15. An isolated nucleic acid encoding an isolated antibody or antigen-binding fragment thereof according to any one of claims 1-7 and 14.

16. An isolated nucleic acid encoding an isolated multispecific antibody or antigen-binding fragment thereof according to any one of claims 8 to 14.

17. An expression vector containing the isolated nucleic acid according to claim 15 or 16.

18. An isolated host cell containing the vector according to claim 17.

19. A pharmaceutical composition comprising an isolated antibody or antigen-binding fragment thereof according to any one of claims 1-7 and 14 or an isolated multispecific antibody or antigen-binding fragment thereof according to any one of claims 8-14 and a pharmaceutically acceptable carrier.

20. A method for treating cancer in a patient, wherein the method comprises administering to the patient a pharmaceutical composition according to claim 19.

21. The method according to claim 20, wherein the cancer is selected from the group consisting of lung cancer, gastric cancer, esophageal cancer, bile duct cancer, cholangiocarcinoma, colon cancer, hepatocellular carcinoma, renal cell carcinoma, urothelial carcinoma of the bladder, metastatic melanoma, breast cancer, ovarian cancer, cervical cancer, head and neck cancer, pancreatic cancer, glioma, glioblastoma and other solid tumors, and non-Hodgkin's lymphoma (NHL), acute lymphocytic leukemia (ALL), chronic lymphocytic leukemia (CLL), chronic myelogenous leukemia (CML), multiple myeloma (MM), acute myeloid leukemia (AML) and other hematological malignancies.

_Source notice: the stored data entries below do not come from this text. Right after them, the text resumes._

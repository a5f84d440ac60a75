//! LED hardware abstraction.
//!
//! The controller drives three independent on/off outputs through
//! [`LedBank`]. Boards where the three lines feed a single RGB package can
//! use [`RgbLedBank`] to drive it through the color-based [`RgbLed`] trait
//! instead.

use crate::types::{Color, LedLevels};
use palette::Srgb;

/// Trait for abstracting the three LED outputs.
///
/// Implement this for your GPIO pins. Writes cannot fail; handle any
/// hardware errors internally.
pub trait LedBank {
    /// Drives one LED on or off.
    fn set_led(&mut self, color: Color, on: bool);

    /// Drives all three LEDs to the same level.
    fn set_all(&mut self, on: bool) {
        for color in Color::DRAIN_ORDER {
            self.set_led(color, on);
        }
    }
}

impl<L: LedBank + ?Sized> LedBank for &mut L {
    fn set_led(&mut self, color: Color, on: bool) {
        (**self).set_led(color, on);
    }

    fn set_all(&mut self, on: bool) {
        (**self).set_all(on);
    }
}

/// Trait for abstracting a single RGB LED.
///
/// Color components are in the range 0.0-1.0. Implementations should
/// convert these to their hardware's native format (e.g., PWM duty cycles).
pub trait RgbLed {
    /// Sets the LED to the specified RGB color.
    fn set_color(&mut self, color: Srgb);
}

/// Drives one RGB LED as three on/off channels.
///
/// Tracks the channel levels and pushes their additive mix to the wrapped
/// LED whenever it changes, so all three lit shows white.
pub struct RgbLedBank<L: RgbLed> {
    led: L,
    levels: LedLevels,
}

impl<L: RgbLed> RgbLedBank<L> {
    /// Wraps `led` and turns it off.
    pub fn new(mut led: L) -> Self {
        let levels = LedLevels::ALL_OFF;
        led.set_color(levels.to_srgb());
        Self { led, levels }
    }

    /// Current channel levels.
    pub fn levels(&self) -> LedLevels {
        self.levels
    }

    /// Color currently shown on the LED.
    pub fn current_color(&self) -> Srgb {
        self.levels.to_srgb()
    }

    /// Returns the wrapped LED.
    pub fn into_inner(self) -> L {
        self.led
    }

    fn apply(&mut self, levels: LedLevels) {
        if levels != self.levels {
            self.levels = levels;
            self.led.set_color(levels.to_srgb());
        }
    }
}

impl<L: RgbLed> LedBank for RgbLedBank<L> {
    fn set_led(&mut self, color: Color, on: bool) {
        let mut levels = self.levels;
        levels.set(color, on);
        self.apply(levels);
    }

    fn set_all(&mut self, on: bool) {
        let levels = if on {
            LedLevels::ALL_ON
        } else {
            LedLevels::ALL_OFF
        };
        self.apply(levels);
    }
}

#[cfg(test)]
mod tests {
    use super::*;
    use heapless::Vec;

    struct MockLed {
        color_history: Vec<Srgb, 16>,
    }

    impl RgbLed for MockLed {
        fn set_color(&mut self, color: Srgb) {
            let _ = self.color_history.push(color);
        }
    }

    const BLACK: Srgb = Srgb::new(0.0, 0.0, 0.0);
    const WHITE: Srgb = Srgb::new(1.0, 1.0, 1.0);

    #[test]
    fn new_turns_led_off() {
        let bank = RgbLedBank::new(MockLed {
            color_history: Vec::new(),
        });
        assert_eq!(bank.levels(), LedLevels::ALL_OFF);
        assert_eq!(bank.into_inner().color_history.as_slice(), &[BLACK]);
    }

    #[test]
    fn channels_mix_while_draining() {
        let mut bank = RgbLedBank::new(MockLed {
            color_history: Vec::new(),
        });

        bank.set_all(true);
        assert_eq!(bank.current_color(), WHITE);

        bank.set_led(Color::Red, false);
        assert_eq!(bank.current_color(), Srgb::new(0.0, 1.0, 1.0));

        bank.set_led(Color::Blue, false);
        assert_eq!(bank.current_color(), Srgb::new(0.0, 1.0, 0.0));

        bank.set_led(Color::Green, false);
        assert_eq!(bank.current_color(), BLACK);
    }

    #[test]
    fn unchanged_levels_do_not_rewrite_the_led() {
        let mut bank = RgbLedBank::new(MockLed {
            color_history: Vec::new(),
        });

        bank.set_all(true);
        bank.set_all(true);
        bank.set_led(Color::Green, true);

        assert_eq!(bank.into_inner().color_history.len(), 2);
    }
}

22. A method for obtaining an isolated antibody or an antigen-binding fragment thereof according to any one of claims 1-7 and 14, wherein the method comprises:

culturing a cell according to paragraph 18 under conditions of producing an antibody or its antigen-binding fragment;

isolating the antibody or its antigen-binding fragment from the cell or culture and conjugating FA to the antibody or its antigen-binding fragment at the replaced amino acid residue.

- 44 047669

23. A method for producing an isolated multispecific antibody or antigen-binding fragment thereof according to any one of claims 8-14, wherein the method comprises culturing a cell according to claim 18 under conditions for producing the antibody or antigen-binding fragment thereof, and isolating the antibody or antigen-binding fragment thereof from the cell or culture and conjugating FA to the antibody or antigen-binding fragment thereof at the replaced amino acid residue.

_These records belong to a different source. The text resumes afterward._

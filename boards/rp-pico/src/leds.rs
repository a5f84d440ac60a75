use embedded_hal::digital::{OutputPin, PinState};
use led_drain::{Color, LedBank};

/// Three active-high GPIO outputs, one per color.
///
/// This wrapper implements the LedBank trait required by the controller.
/// Pin errors are discarded; on the RP2040 SIO pins are infallible.
pub struct GpioLedBank<R, B, G>
where
    R: OutputPin,
    B: OutputPin,
    G: OutputPin,
{
    red: R,
    blue: B,
    green: G,
}

impl<R, B, G> GpioLedBank<R, B, G>
where
    R: OutputPin,
    B: OutputPin,
    G: OutputPin,
{
    /// Create a new LED bank
    ///
    /// # Arguments
    /// * `red` - output pin for the red LED
    /// * `blue` - output pin for the blue LED
    /// * `green` - output pin for the green LED
    pub fn new(red: R, blue: B, green: G) -> Self {
        Self { red, blue, green }
    }
}

impl<R, B, G> LedBank for GpioLedBank<R, B, G>
where
    R: OutputPin,
    B: OutputPin,
    G: OutputPin,
{
    fn set_led(&mut self, color: Color, on: bool) {
        let state = PinState::from(on);
        match color {
            Color::Red => {
                let _ = self.red.set_state(state);
            }
            Color::Blue => {
                let _ = self.blue.set_state(state);
            }
            Color::Green => {
                let _ = self.green.set_state(state);
            }
        }
    }
}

24. A method for producing a pharmaceutical composition containing an isolated antibody or antigen-binding fragment thereof according to any one of claims 1-14, wherein the method comprises combining the antibody or antigen-binding fragment thereof according to any one of claims 1-14 with a pharmaceutically acceptable carrier to produce the pharmaceutical composition.

25. A method for partially or completely blocking the binding between a target antigen and an antibody or antigen-binding fragment, comprising contacting albumin with an isolated antibody or its antigen-binding fragment according to any one of claims 1 to 14, wherein the antibody or its antigen-binding fragment is capable of specifically binding to the target antigen, FA is capable of binding to albumin, and the binding of albumin to FA results in a partial or complete block of the binding of the target antigen to the antibody or its antigen-binding fragment.

26. The method according to claim 25, wherein the step of bringing into contact comprises administering a pharmaceutical composition comprising the isolated antibody or antigen-binding fragment thereof to a patient in need of treatment of a tumor, wherein the tumor contains the target antigen.

27. The method according to claim 25 or 26, wherein the albumin has a higher metabolism in the tumor microenvironment compared to circulating blood and/or is present in the tumor microenvironment at a level lower than the level of albumin in the circulating blood of the subject.

28. The method according to claim 27, wherein the lower level of albumin in the tumor microenvironment is due to high albumin catabolism in the tumor microenvironment and/or high levels of proteases in the tumor microenvironment.